You need to get your focus off of her. It's hard to do. You can't control anything she is doing, so please don't waste any more time or headspace on her. It's only hurting you. So your goal is to catch yourself thinking about her, and then take control of that by getting up and running, or going out to a coffee shop, or calling a friend, or going to gym, etc.

And please don't wait for her to return to reality. Go take action to make your life better and minimize your interactions with her so she can't hurt you as much.
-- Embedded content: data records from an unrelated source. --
// Copyright 2025 Amazon.com, Inc. or its affiliates. All Rights Reserved.
// SPDX-License-Identifier: Apache-2.0

//! Data-plane of a PCIe device emulator.
//!
//! The crate answers Memory Read/Write TLPs addressed at the device's BAR
//! windows. Inbound packets arrive as a stream of 128-bit beats; a pair of
//! packet engines decodes them, splits oversized reads into 128-byte-bounded
//! completion chunks, and drives per-DWORD requests into pluggable backing
//! stores selected by BAR region. Everything advances on a single synchronous
//! clock: each component exposes a `tick()` that either makes one step of
//! progress or holds state for the cycle. There is no blocking anywhere.
//!
//! Entry point is [`BarController`]: push ingress beats with
//! [`BarController::push`], advance the pipeline with
//! [`BarController::tick`], and drain completion beats with
//! [`BarController::pop_completion`].

pub mod bar;
pub mod logger;
pub mod store;
pub mod tlp;
pub mod utils;

pub use crate::bar::{BarController, BarError};
pub use crate::store::{BarStore, RamStore};
pub use crate::tlp::{Region, TlpBeat};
I will have half custody....which doesn't do me any good when I have no clue where they went. I don't think my sons would put up with that, so why even worry about it now. None of this happened....something I have to keep telling me.
Posted By: DejaVu6 Re: Marriage and depression - 01/30/19 02:11 AM
(((Dave))) Hang in there. I promise... it DOES get easier. I was a basket case when all this started. It took me about two and a half months to even start to think straight. I have finally gotten to a place where I can be present with whatever I am doing and not consumed with thoughts of my marriage and my spouse. It is a slow process and I know there are still going to be sad days ahead but they have, at least, become bearable. Go easy on yourself. Don’t make any big decisions other than to do what you have to do to protect yourself financially. Use this board like your own personal journal. Read other people’s threads. You will see that you are not alone. Try to get some exercise and a decent amount of sleep. If you have to go on an antidepressant / anti anxiety medication for awhile, do it. I did and I think it has helped. Get out of your house. Spend some time in nature. Volunteer. Let your W walk her path. You just focus on healing yourself and becoming the best person you can be. Have faith that you will get through this. I know it is hard to believe that right now but you WILL. (((HUGS)))
Posted By: DaveK Re: Marriage and depression - 01/30/19 02:40 AM
Originally Posted by Phoenix9
Hi Dave,

I haven’t read through much of your sitch yet, but I did just catch your last few posts about what you are being put through. It’s perfecrly normal to feel those things and to let it out. This is a very painful time in your life and you should react as such.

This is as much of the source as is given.